━━━ Records provided ━━━

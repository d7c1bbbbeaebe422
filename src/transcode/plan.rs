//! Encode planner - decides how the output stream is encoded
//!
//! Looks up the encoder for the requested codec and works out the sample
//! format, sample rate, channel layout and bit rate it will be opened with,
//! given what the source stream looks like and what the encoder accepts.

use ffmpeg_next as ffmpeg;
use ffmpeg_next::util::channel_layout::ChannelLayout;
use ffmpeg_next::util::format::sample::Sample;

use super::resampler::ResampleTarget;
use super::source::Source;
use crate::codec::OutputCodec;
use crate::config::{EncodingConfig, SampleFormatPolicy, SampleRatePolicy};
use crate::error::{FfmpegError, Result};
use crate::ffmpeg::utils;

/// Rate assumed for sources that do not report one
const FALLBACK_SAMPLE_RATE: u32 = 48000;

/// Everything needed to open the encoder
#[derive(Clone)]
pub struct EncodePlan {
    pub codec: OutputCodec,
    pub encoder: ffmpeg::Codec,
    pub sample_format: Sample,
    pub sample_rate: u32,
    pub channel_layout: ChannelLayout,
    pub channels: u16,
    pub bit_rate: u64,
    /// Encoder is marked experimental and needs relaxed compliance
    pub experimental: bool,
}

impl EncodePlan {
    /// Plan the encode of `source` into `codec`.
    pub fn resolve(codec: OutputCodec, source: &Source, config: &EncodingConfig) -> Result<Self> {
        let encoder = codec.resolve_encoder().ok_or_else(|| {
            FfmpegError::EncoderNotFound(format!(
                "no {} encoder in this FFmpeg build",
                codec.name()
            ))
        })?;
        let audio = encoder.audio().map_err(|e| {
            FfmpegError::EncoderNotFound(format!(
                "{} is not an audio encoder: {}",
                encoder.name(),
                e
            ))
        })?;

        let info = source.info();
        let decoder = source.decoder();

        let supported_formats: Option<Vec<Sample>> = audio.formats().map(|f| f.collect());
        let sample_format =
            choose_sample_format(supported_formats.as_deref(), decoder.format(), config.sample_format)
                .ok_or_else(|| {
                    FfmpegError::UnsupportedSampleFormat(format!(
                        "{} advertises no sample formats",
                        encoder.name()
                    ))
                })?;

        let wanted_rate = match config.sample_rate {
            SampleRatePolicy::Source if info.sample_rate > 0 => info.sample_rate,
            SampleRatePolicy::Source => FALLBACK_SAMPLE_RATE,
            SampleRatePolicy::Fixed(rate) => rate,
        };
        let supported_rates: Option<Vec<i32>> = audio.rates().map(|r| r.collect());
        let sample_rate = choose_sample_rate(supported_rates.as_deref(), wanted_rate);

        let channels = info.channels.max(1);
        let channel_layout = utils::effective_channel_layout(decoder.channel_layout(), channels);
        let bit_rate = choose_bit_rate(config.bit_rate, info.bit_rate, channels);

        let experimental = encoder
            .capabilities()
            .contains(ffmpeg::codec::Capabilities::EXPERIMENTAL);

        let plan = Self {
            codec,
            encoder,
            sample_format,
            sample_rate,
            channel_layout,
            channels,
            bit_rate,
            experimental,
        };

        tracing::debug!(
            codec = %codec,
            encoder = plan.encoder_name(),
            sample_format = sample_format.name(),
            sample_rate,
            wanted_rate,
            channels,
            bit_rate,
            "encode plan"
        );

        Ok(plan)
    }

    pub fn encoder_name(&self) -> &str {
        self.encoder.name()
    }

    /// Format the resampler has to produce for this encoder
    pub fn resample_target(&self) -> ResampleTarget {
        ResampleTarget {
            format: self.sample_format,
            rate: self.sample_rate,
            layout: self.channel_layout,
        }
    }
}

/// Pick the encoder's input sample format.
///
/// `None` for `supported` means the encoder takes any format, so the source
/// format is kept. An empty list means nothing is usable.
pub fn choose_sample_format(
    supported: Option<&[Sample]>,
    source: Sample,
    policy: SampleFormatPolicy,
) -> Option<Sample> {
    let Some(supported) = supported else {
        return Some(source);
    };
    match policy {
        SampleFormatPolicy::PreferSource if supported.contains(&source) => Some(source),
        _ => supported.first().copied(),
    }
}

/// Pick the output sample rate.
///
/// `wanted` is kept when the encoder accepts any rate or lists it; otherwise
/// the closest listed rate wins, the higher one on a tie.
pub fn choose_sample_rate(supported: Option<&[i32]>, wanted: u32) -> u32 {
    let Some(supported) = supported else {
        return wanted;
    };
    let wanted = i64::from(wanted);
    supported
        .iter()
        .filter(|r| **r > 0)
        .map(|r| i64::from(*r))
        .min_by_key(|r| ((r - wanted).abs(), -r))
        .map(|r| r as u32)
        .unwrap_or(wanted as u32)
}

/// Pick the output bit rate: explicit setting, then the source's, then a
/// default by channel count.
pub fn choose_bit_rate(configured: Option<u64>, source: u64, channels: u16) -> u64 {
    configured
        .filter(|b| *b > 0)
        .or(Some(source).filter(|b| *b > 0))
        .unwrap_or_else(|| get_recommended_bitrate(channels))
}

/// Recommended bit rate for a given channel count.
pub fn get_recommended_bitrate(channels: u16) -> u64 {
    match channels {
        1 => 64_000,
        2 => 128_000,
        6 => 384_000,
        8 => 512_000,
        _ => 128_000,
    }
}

━━━

» **What needs to be done**
Give back all the records above exactly. Keep every word.

» **Result of the task**
repository d7c1bbbbeaebe422
filename src/transcode/plan.rs
//! Encode planner - decides how the output stream is encoded
//!
//! Looks up the encoder for the requested codec and works out the sample
//! format, sample rate, channel layout and bit rate it will be opened with,
//! given what the source stream looks like and what the encoder accepts.

use ffmpeg_next as ffmpeg;
use ffmpeg_next::util::channel_layout::ChannelLayout;
use ffmpeg_next::util::format::sample::Sample;

use super::resampler::ResampleTarget;
use super::source::Source;
use crate::codec::OutputCodec;
use crate::config::{EncodingConfig, SampleFormatPolicy, SampleRatePolicy};
use crate::error::{FfmpegError, Result};
use crate::ffmpeg::utils;

/// Rate assumed for sources that do not report one
const FALLBACK_SAMPLE_RATE: u32 = 48000;

/// Everything needed to open the encoder
#[derive(Clone)]
pub struct EncodePlan {
    pub codec: OutputCodec,
    pub encoder: ffmpeg::Codec,
    pub sample_format: Sample,
    pub sample_rate: u32,
    pub channel_layout: ChannelLayout,
    pub channels: u16,
    pub bit_rate: u64,
    /// Encoder is marked experimental and needs relaxed compliance
    pub experimental: bool,
}

impl EncodePlan {
    /// Plan the encode of `source` into `codec`.
    pub fn resolve(codec: OutputCodec, source: &Source, config: &EncodingConfig) -> Result<Self> {
        let encoder = codec.resolve_encoder().ok_or_else(|| {
            FfmpegError::EncoderNotFound(format!(
                "no {} encoder in this FFmpeg build",
                codec.name()
            ))
        })?;
        let audio = encoder.audio().map_err(|e| {
            FfmpegError::EncoderNotFound(format!(
                "{} is not an audio encoder: {}",
                encoder.name(),
                e
            ))
        })?;

        let info = source.info();
        let decoder = source.decoder();

        let supported_formats: Option<Vec<Sample>> = audio.formats().map(|f| f.collect());
        let sample_format =
            choose_sample_format(supported_formats.as_deref(), decoder.format(), config.sample_format)
                .ok_or_else(|| {
                    FfmpegError::UnsupportedSampleFormat(format!(
                        "{} advertises no sample formats",
                        encoder.name()
                    ))
                })?;

        let wanted_rate = match config.sample_rate {
            SampleRatePolicy::Source if info.sample_rate > 0 => info.sample_rate,
            SampleRatePolicy::Source => FALLBACK_SAMPLE_RATE,
            SampleRatePolicy::Fixed(rate) => rate,
        };
        let supported_rates: Option<Vec<i32>> = audio.rates().map(|r| r.collect());
        let sample_rate = choose_sample_rate(supported_rates.as_deref(), wanted_rate);

        let channels = info.channels.max(1);
        let channel_layout = utils::effective_channel_layout(decoder.channel_layout(), channels);
        let bit_rate = choose_bit_rate(config.bit_rate, info.bit_rate, channels);

        let experimental = encoder
            .capabilities()
            .contains(ffmpeg::codec::Capabilities::EXPERIMENTAL);

        let plan = Self {
            codec,
            encoder,
            sample_format,
            sample_rate,
            channel_layout,
            channels,
            bit_rate,
            experimental,
        };

        tracing::debug!(
            codec = %codec,
            encoder = plan.encoder_name(),
            sample_format = sample_format.name(),
            sample_rate,
            wanted_rate,
            channels,
            bit_rate,
            "encode plan"
        );

        Ok(plan)
    }

    pub fn encoder_name(&self) -> &str {
        self.encoder.name()
    }

    /// Format the resampler has to produce for this encoder
    pub fn resample_target(&self) -> ResampleTarget {
        ResampleTarget {
            format: self.sample_format,
            rate: self.sample_rate,
            layout: self.channel_layout,
        }
    }
}

/// Pick the encoder's input sample format.
///
/// `None` for `supported` means the encoder takes any format, so the source
/// format is kept. An empty list means nothing is usable.
pub fn choose_sample_format(
    supported: Option<&[Sample]>,
    source: Sample,
    policy: SampleFormatPolicy,
) -> Option<Sample> {
    let Some(supported) = supported else {
        return Some(source);
    };
    match policy {
        SampleFormatPolicy::PreferSource if supported.contains(&source) => Some(source),
        _ => supported.first().copied(),
    }
}

/// Pick the output sample rate.
///
/// `wanted` is kept when the encoder accepts any rate or lists it; otherwise
/// the closest listed rate wins, the higher one on a tie.
pub fn choose_sample_rate(supported: Option<&[i32]>, wanted: u32) -> u32 {
    let Some(supported) = supported else {
        return wanted;
    };
    let wanted = i64::from(wanted);
    supported
        .iter()
        .filter(|r| **r > 0)
        .map(|r| i64::from(*r))
        .min_by_key(|r| ((r - wanted).abs(), -r))
        .map(|r| r as u32)
        .unwrap_or(wanted as u32)
}

/// Pick the output bit rate: explicit setting, then the source's, then a
/// default by channel count.
pub fn choose_bit_rate(configured: Option<u64>, source: u64, channels: u16) -> u64 {
    configured
        .filter(|b| *b > 0)
        .or(Some(source).filter(|b| *b > 0))
        .unwrap_or_else(|| get_recommended_bitrate(channels))
}

/// Recommended bit rate for a given channel count.
pub fn get_recommended_bitrate(channels: u16) -> u64 {
    match channels {
        1 => 64_000,
        2 => 128_000,
        6 => 384_000,
        8 => 512_000,
        _ => 128_000,
    }
}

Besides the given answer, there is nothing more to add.